What is required:
From the first record to the last, write each one out again exactly.

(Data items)
* * * * * * *
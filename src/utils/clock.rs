//! Reloj del tenant
//!
//! Todas las operaciones por día usan la fecha calendario local del tenant,
//! no rangos de timestamps. El reloj es inyectable para poder fijar "hoy"
//! en los tests.

use chrono::{FixedOffset, NaiveDate, Offset, Utc};

pub trait Clock: Send + Sync {
    /// Fecha calendario local del tenant
    fn today(&self) -> NaiveDate;
}

/// Reloj del sistema con un desfase fijo respecto a UTC (WIB = UTC+7)
#[derive(Debug, Clone)]
pub struct SystemClock {
    offset: FixedOffset,
}

impl SystemClock {
    /// Construye el reloj a partir de horas; valores fuera de rango caen a UTC
    pub fn from_hours(hours: i32) -> Self {
        let offset = hours
            .checked_mul(3600)
            .and_then(FixedOffset::east_opt)
            .unwrap_or_else(|| Utc.fix());
        Self { offset }
    }
}

impl Clock for SystemClock {
    fn today(&self) -> NaiveDate {
        Utc::now().with_timezone(&self.offset).date_naive()
    }
}

/// Reloj fijo para tests
#[derive(Debug, Clone)]
pub struct FixedClock {
    today: NaiveDate,
}

impl FixedClock {
    pub fn on(today: NaiveDate) -> Self {
        Self { today }
    }
}

impl Clock for FixedClock {
    fn today(&self) -> NaiveDate {
        self.today
    }
}

#[cfg(test)]
mod tests {
    use super::*;

    #[test]
    fn test_fixed_clock_reports_given_day() {
        let day = NaiveDate::from_ymd_opt(2024, 12, 5).unwrap();
        let clock = FixedClock::on(day);
        assert_eq!(clock.today(), day);
    }

    #[test]
    fn test_system_clock_out_of_range_offset_falls_back_to_utc() {
        assert_eq!(SystemClock::from_hours(99).offset, Utc.fix());
        // horas * 3600 no cabe en i32
        assert_eq!(SystemClock::from_hours(1_000_000).offset, Utc.fix());
        assert_eq!(SystemClock::from_hours(i32::MIN).offset, Utc.fix());
        assert_eq!(SystemClock::from_hours(7).offset.local_minus_utc(), 7 * 3600);
    }
}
* * * * * * *
Task output:
filename src/utils/clock.rs
//! Reloj del tenant
//!
//! Todas las operaciones por día usan la fecha calendario local del tenant,
//! no rangos de timestamps. El reloj es inyectable para poder fijar "hoy"
//! en los tests.

use chrono::{FixedOffset, NaiveDate, Offset, Utc};

pub trait Clock: Send + Sync {
    /// Fecha calendario local del tenant
    fn today(&self) -> NaiveDate;
}

/// Reloj del sistema con un desfase fijo respecto a UTC (WIB = UTC+7)
#[derive(Debug, Clone)]
pub struct SystemClock {
    offset: FixedOffset,
}

impl SystemClock {
    /// Construye el reloj a partir de horas; valores fuera de rango caen a UTC
    pub fn from_hours(hours: i32) -> Self {
        let offset = hours
            .checked_mul(3600)
            .and_then(FixedOffset::east_opt)
            .unwrap_or_else(|| Utc.fix());
        Self { offset }
    }
}

impl Clock for SystemClock {
    fn today(&self) -> NaiveDate {
        Utc::now().with_timezone(&self.offset).date_naive()
    }
}

/// Reloj fijo para tests
#[derive(Debug, Clone)]
pub struct FixedClock {
    today: NaiveDate,
}

impl FixedClock {
    pub fn on(today: NaiveDate) -> Self {
        Self { today }
    }
}

impl Clock for FixedClock {
    fn today(&self) -> NaiveDate {
        self.today
    }
}

#[cfg(test)]
mod tests {
    use super::*;

    #[test]
    fn test_fixed_clock_reports_given_day() {
        let day = NaiveDate::from_ymd_opt(2024, 12, 5).unwrap();
        let clock = FixedClock::on(day);
        assert_eq!(clock.today(), day);
    }

    #[test]
    fn test_system_clock_out_of_range_offset_falls_back_to_utc() {
        assert_eq!(SystemClock::from_hours(99).offset, Utc.fix());
        // horas * 3600 no cabe en i32
        assert_eq!(SystemClock::from_hours(1_000_000).offset, Utc.fix());
        assert_eq!(SystemClock::from_hours(i32::MIN).offset, Utc.fix());
        assert_eq!(SystemClock::from_hours(7).offset.local_minus_utc(), 7 * 3600);
    }
}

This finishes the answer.